I have several family members that are nurses in the VA system, and we just had a lot of experience with the VA system because of my uncle who passed away in December. It really depends on the VA. Some are better than others, but I do agree on the whole they are pretty depressing. A lot of that is funding problems though, as well as a general apathy for specifically veterans in this country. I don't think you can make the assertion that the VA is the best example of what hospitals in the US would look like with a single payer healthcare system. Look at hospitals in other countries with state run healthcare, they aren't that way.
>>>>sorry messed up the quote thingy
Well, we can just agree to disagree. I worked hand in hand with administrators, department heads and all the way up to the C-Suite to help hospitals curtail waste from intake to discharge. Sadly the VA's are no different than anything else the government touches. The bureaucratic waste of $ from front door to back would make your eye lids flip. The only hospitals that were interested in running a tight ship were for profit centers. Sadly, 2 of the best cost containment practices I learned were by looking at what the VA did and going the other direction. GREAT people in the VA's who work very hard, but they are too often hamstrung by bureaucratic nonsense.
THIS is my biggest issue with the Affordable Care Act. I'm still looking for what they included in the bill to reduce the cost of care. All I see is they found a way to give health care to 35-40 million people, not reduce the cost.

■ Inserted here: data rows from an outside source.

fn run(cli: Cli) -> Result<(), VitalsCliError> {
    match cli.command {
        Commands::Report {
            input,
            output,
            input_format,
            output_format,
            window_days,
            instance_id,
        } => cmd_report(
            &input,
            &output,
            input_format,
            output_format,
            window_days,
            instance_id,
        ),

        Commands::Validate {
            input,
            input_format,
            json,
        } => cmd_validate(&input, input_format, json),

        Commands::Schema {
            schema_type,
            json_schema,
        } => cmd_schema(schema_type, json_schema),

        Commands::Doctor { records, json } => cmd_doctor(records.as_deref(), json),
    }
}

fn cmd_report(
    input: &Path,
    output: &Path,
    input_format: InputFormat,
    output_format: OutputFormat,
    window_days: usize,
    instance_id: Option<String>,
) -> Result<(), VitalsCliError> {
    let records = read_records(input, &input_format)?;

    if records.is_empty() {
        return Err(VitalsCliError::NoRecords);
    }

    let config = AnalyticsConfig {
        window_days,
        ..AnalyticsConfig::default()
    };

    let builder = match instance_id {
        Some(id) => ReportBuilder::with_instance_id(id),
        None => ReportBuilder::new(),
    };

    let report = builder.build(&records, &config)?;

    let output_data = match output_format {
        OutputFormat::Json => serde_json::to_string(&report)?,
        OutputFormat::JsonPretty => serde_json::to_string_pretty(&report)?,
    };

    if output.to_string_lossy() == "-" {
        println!("{output_data}");
    } else {
        fs::write(output, output_data)?;
    }

    Ok(())
}

fn cmd_validate(input: &Path, input_format: InputFormat, json: bool) -> Result<(), VitalsCliError> {
    let records = read_records(input, &input_format)?;
    let issues = RecordAdapter::validate_series(&records);

    let report = ValidationReport {
        total_records: records.len(),
        issue_count: issues.len(),
        issues,
    };

    if json {
        println!("{}", serde_json::to_string_pretty(&report)?);
    } else {
        println!("Validation Report");
        println!("=================");
        println!("Total records: {}", report.total_records);
        println!("Issues found:  {}", report.issue_count);

        if !report.issues.is_empty() {
            println!("\nIssues:");
            for issue in &report.issues {
                println!(
                    "  - Record {} ({:?}): {}",
                    issue.index, issue.kind, issue.detail
                );
            }
        }
    }

    if report.issue_count > 0 {
        Err(VitalsCliError::ValidationFailed(report.issue_count))
    } else {
        Ok(())
    }
}

fn cmd_schema(schema_type: SchemaType, json_schema: bool) -> Result<(), VitalsCliError> {
    match schema_type {
        SchemaType::Records => {
            if json_schema {
                println!("{}", records_json_schema());
            } else {
                println!("Input Schema: vitals.daily_record.v1");
                println!();
                println!("A JSON array (or NDJSON stream) of daily records, ordered by");
                println!("ascending date, one record per day:");
                println!();
                println!("  date         - ISO-8601 timestamp for the day");
                println!("  sleepHours   - sleep duration in hours");
                println!("  steps        - step count");
                println!("  heartRateBpm - resting heart rate (bpm)");
                println!("  waterOz      - water intake (fluid ounces)");
                println!("  mood         - self-reported rating, 1-10");
                println!();
                println!("All fields are required. Values outside typical wearable ranges");
                println!("are accepted as-is.");
                println!();
                println!(
                    "Tracked metrics: {}",
                    Metric::ALL.map(|m| m.as_str()).join(", ")
                );
            }
        }
        SchemaType::Report => {
            if json_schema {
                println!("{}", report_json_schema());
            } else {
                println!("Output Schema: vitals.insight_report.v1");
                println!();
                println!("The insight report contains:");
                println!();
                println!("- reportVersion: Schema version ({REPORT_VERSION})");
                println!("- producer: {{ name, version, instance_id }}");
                println!("- generatedAtUtc: Report timestamp");
                println!("- window: {{ requestedDays, recordCount, startDate, endDate }}");
                println!("- summary: per-metric averages, split-half trends, mood readout");
                println!("- snapshot: most recent record with mood label");
                println!("- focus: {{ category, title, recommendation }}");
                println!("- insights: ordered rule-based insight strings");
                println!("- badges: achievement flags earned in the window");
            }
        }
    }

    Ok(())
}

fn cmd_doctor(records: Option<&Path>, json: bool) -> Result<(), VitalsCliError> {
    let mut checks: Vec<DoctorCheck> = Vec::new();

    checks.push(DoctorCheck {
        name: "engine_version".to_string(),
        status: CheckStatus::Ok,
        message: format!("Vitals Insight version {ENGINE_VERSION}"),
    });

    checks.push(DoctorCheck {
        name: "report_version".to_string(),
        status: CheckStatus::Ok,
        message: format!("Report schema: {REPORT_VERSION}"),
    });

    if let Some(records_path) = records {
        if records_path.exists() {
            match fs::read_to_string(records_path) {
                Ok(content) => match RecordAdapter::parse_array(&content) {
                    Ok(parsed) => {
                        let issues = RecordAdapter::validate_series(&parsed);
                        if issues.is_empty() {
                            checks.push(DoctorCheck {
                                name: "records".to_string(),
                                status: CheckStatus::Ok,
                                message: format!("Records file valid ({} records)", parsed.len()),
                            });
                        } else {
                            checks.push(DoctorCheck {
                                name: "records".to_string(),
                                status: CheckStatus::Warning,
                                message: format!(
                                    "{} records with {} series issues",
                                    parsed.len(),
                                    issues.len()
                                ),
                            });
                        }
                    }
                    Err(e) => {
                        checks.push(DoctorCheck {
                            name: "records".to_string(),
                            status: CheckStatus::Error,
                            message: format!("Invalid records JSON: {e}"),
                        });
                    }
                },
                Err(e) => {
                    checks.push(DoctorCheck {
                        name: "records".to_string(),
                        status: CheckStatus::Error,
                        message: format!("Cannot read records file: {e}"),
                    });
                }
            }
        } else {
            checks.push(DoctorCheck {
                name: "records".to_string(),
                status: CheckStatus::Warning,
                message: "Records file does not exist".to_string(),
            });
        }
    }

    let stdin_check = if atty::is(atty::Stream::Stdin) {
        DoctorCheck {
            name: "stdin".to_string(),
            status: CheckStatus::Ok,
            message: "stdin is a TTY (interactive mode)".to_string(),
        }
    } else {
        DoctorCheck {
            name: "stdin".to_string(),
            status: CheckStatus::Ok,
            message: "stdin is a pipe (streaming input ready)".to_string(),
        }
    };
    checks.push(stdin_check);

    let report = DoctorReport {
        producer: PRODUCER_NAME.to_string(),
        version: ENGINE_VERSION.to_string(),
        checks,
    };

    if json {
        println!("{}", serde_json::to_string_pretty(&report)?);
    } else {
        println!("Vitals Doctor Report");
        println!("====================");
        println!("Producer: {}", report.producer);
        println!("Version:  {}", report.version);
        println!("\nChecks:");

        for check in &report.checks {
            let status_icon = match check.status {
                CheckStatus::Ok => "[OK]",
                CheckStatus::Warning => "[WARN]",
                CheckStatus::Error => "[ERR]",
            };
            println!("  {} {}: {}", status_icon, check.name, check.message);
        }
    }

    let has_errors = report
        .checks
        .iter()
        .any(|c| matches!(c.status, CheckStatus::Error));
    if has_errors {
        Err(VitalsCliError::DoctorFailed)
    } else {
        Ok(())
    }
}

I will give you an n=1 experience on your 'other countries'. I have a Canadian friend who went to Salt Lake City 2 years ago to pay cash to have his ACL reconstructed. Why? He waited 18 months for his referral visit to the ortho and still no visit. 18 months! He and his wife flew to SLC, had it fixed and were home in 72 hours. His assessment of the Canadian system is more or less if you have a cold or splinter it's great, but when you need care 'now' it's a joke.